The paper introduces a two-axis research-taste taxonomy to profile ideas.

“We introduce a two-axis research-taste taxonomy to profile each idea by its opportunity pattern and research paradigm”

A consistent distributional gap is observed between human and LLM ideas.

“Across idea sets generated by different LLMs, we observe a consistent distributional gap”

LLM ideas are disproportionately concentrated around bridge-like opportunities and synthesis methods.

“LLM ideas are disproportionately concentrated around bridge-like opportunities and synthesis methods”

Human paper reference distribution spreads more broadly.

“the human paper reference distribution spreads more broadly across ways of framing gaps and constructing contributions.”

Uncertainties & Omissions

• Omission:Author names and affiliations.

• Omission:Publication venue (conference/journal) or peer-review status.

• Omission:Links to code, datasets, or model weights for reproducibility.

• Omission:Details on the specific LLMs used for idea generation.

• Omission:Quantitative metrics or examples used to 'quantify the divergence'.

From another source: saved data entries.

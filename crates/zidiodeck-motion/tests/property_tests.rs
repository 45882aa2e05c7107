//! Property-based tests for the motion engine
//!
//! Uses proptest to verify the invariants the deck relies on: count-up
//! convergence and monotonicity, one-shot reveal firing, and scroll-progress
//! bounds.

use proptest::prelude::*;
use zidiodeck_motion::reveal::ScrollFrame;
use zidiodeck_motion::{scroll_progress, CountUp, MotionSpec, RevealEntry, RevealScheduler};

// ============================================================================
// Strategy Generators
// ============================================================================

/// Counter targets across the realistic range plus edge cases
fn target_strategy() -> impl Strategy<Value = u32> {
    prop_oneof![
        3 => 0u32..1000,
        1 => Just(0u32),
        1 => prop::num::u32::ANY.prop_map(|t| t % 1_000_000),
    ]
}

/// Viewport-relative container tops, including far off-screen values
fn container_top_strategy() -> impl Strategy<Value = f64> {
    -5000.0f64..10_000.0
}

fn frame(top: f64) -> ScrollFrame {
    serde_json::from_value(serde_json::json!({
        "scrollY": 0.0,
        "viewportHeight": 800.0,
        "documentHeight": 6000.0,
        "containers": { "section": top },
    }))
    .expect("valid frame")
}

// ============================================================================
// Property Tests
// ============================================================================

proptest! {
    /// The final displayed value equals the target exactly, for any target
    #[test]
    fn count_up_converges_exactly(target in target_strategy()) {
        let mut counter = CountUp::new(target);
        prop_assert!(counter.observe_visibility(1.0));

        let mut ticks = 0usize;
        while !counter.is_done() {
            counter.tick();
            ticks += 1;
            prop_assert!(ticks <= 200, "must settle within the 2s budget (125 ticks)");
        }
        prop_assert_eq!(counter.displayed(), target);
    }

    /// Displayed values never decrease and never exceed the target
    #[test]
    fn count_up_is_monotonic_and_bounded(target in target_strategy()) {
        let mut counter = CountUp::new(target);
        counter.observe_visibility(1.0);

        let mut previous = 0u32;
        while !counter.is_done() {
            let displayed = counter.tick();
            prop_assert!(displayed >= previous);
            prop_assert!(displayed <= target);
            previous = displayed;
        }
    }

    /// Once done, no sequence of visibility samples restarts the counter
    #[test]
    fn count_up_never_runs_twice(
        target in target_strategy(),
        ratios in prop::collection::vec(0.0f64..=1.0, 0..20),
    ) {
        let mut counter = CountUp::new(target);
        counter.observe_visibility(1.0);
        while !counter.is_done() {
            counter.tick();
        }

        for ratio in ratios {
            prop_assert!(!counter.observe_visibility(ratio));
            prop_assert_eq!(counter.tick(), target);
        }
    }

    /// A triggered entry fires at most once across any frame sequence
    #[test]
    fn reveal_fires_at_most_once(tops in prop::collection::vec(container_top_strategy(), 1..40)) {
        let mut scheduler = RevealScheduler::new(vec![RevealEntry::on_scroll(
            "group",
            MotionSpec::rise(30.0),
            "section",
            90.0,
        )]);

        let mut fires = 0usize;
        for top in tops {
            fires += scheduler.on_frame(&frame(top)).len();
        }
        prop_assert!(fires <= 1);
        prop_assert_eq!(fires == 1, scheduler.is_fired("group"));
    }

    /// Element stagger offsets are exactly index-proportional
    #[test]
    fn stagger_is_index_proportional(
        stagger in 0u64..1000,
        delay in 0u64..1000,
        index in 0usize..32,
    ) {
        let spec = MotionSpec::rise(30.0).delay(delay).stagger(stagger);
        prop_assert_eq!(spec.element_delay_ms(index), delay + index as u64 * stagger);
    }

    /// Scroll progress stays within [0, 100] and finite for any input
    #[test]
    fn progress_is_always_bounded(
        scroll_y in -10_000.0f64..100_000.0,
        document_height in 0.0f64..100_000.0,
        viewport_height in 0.0f64..10_000.0,
    ) {
        let progress = scroll_progress(scroll_y, document_height, viewport_height);
        prop_assert!(progress.is_finite());
        prop_assert!((0.0..=100.0).contains(&progress));
    }
}

// ============================================================================
// Concrete Scenarios
// ============================================================================

/// The headline outcome widget: 50 endpoints with a "+" suffix
#[test]
fn fifty_plus_scenario() {
    let mut counter = CountUp::new(50);
    assert!(counter.observe_visibility(0.5));

    let mut ticks = 0;
    while !counter.is_done() {
        counter.tick();
        ticks += 1;
    }
    assert_eq!(ticks, 125);
    assert_eq!(format!("{}{}", counter.displayed(), "+"), "50+");
}

/// Three-element group, stagger 100ms, duration 500ms: element 2 spans
/// 200ms..700ms after the group fires
#[test]
fn staggered_group_scenario() {
    let spec = MotionSpec::rise(30.0).duration(500).stagger(100);
    let start = spec.element_delay_ms(2);
    assert_eq!(start, 200);
    assert_eq!(start + spec.duration_ms, 700);
}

• Uncertainty:The precise operationalization and comprehensive validity of the 'two-axis research-taste taxonomy' across diverse research fields.

• Uncertainty:The generalizability of the observed gap to all research domains and an even broader range of LLM architectures and prompting strategies.

• Uncertainty:Whether the 'reverse-engineering' of prior works fully captures the complex and often multi-faceted inspirations behind human research ideas.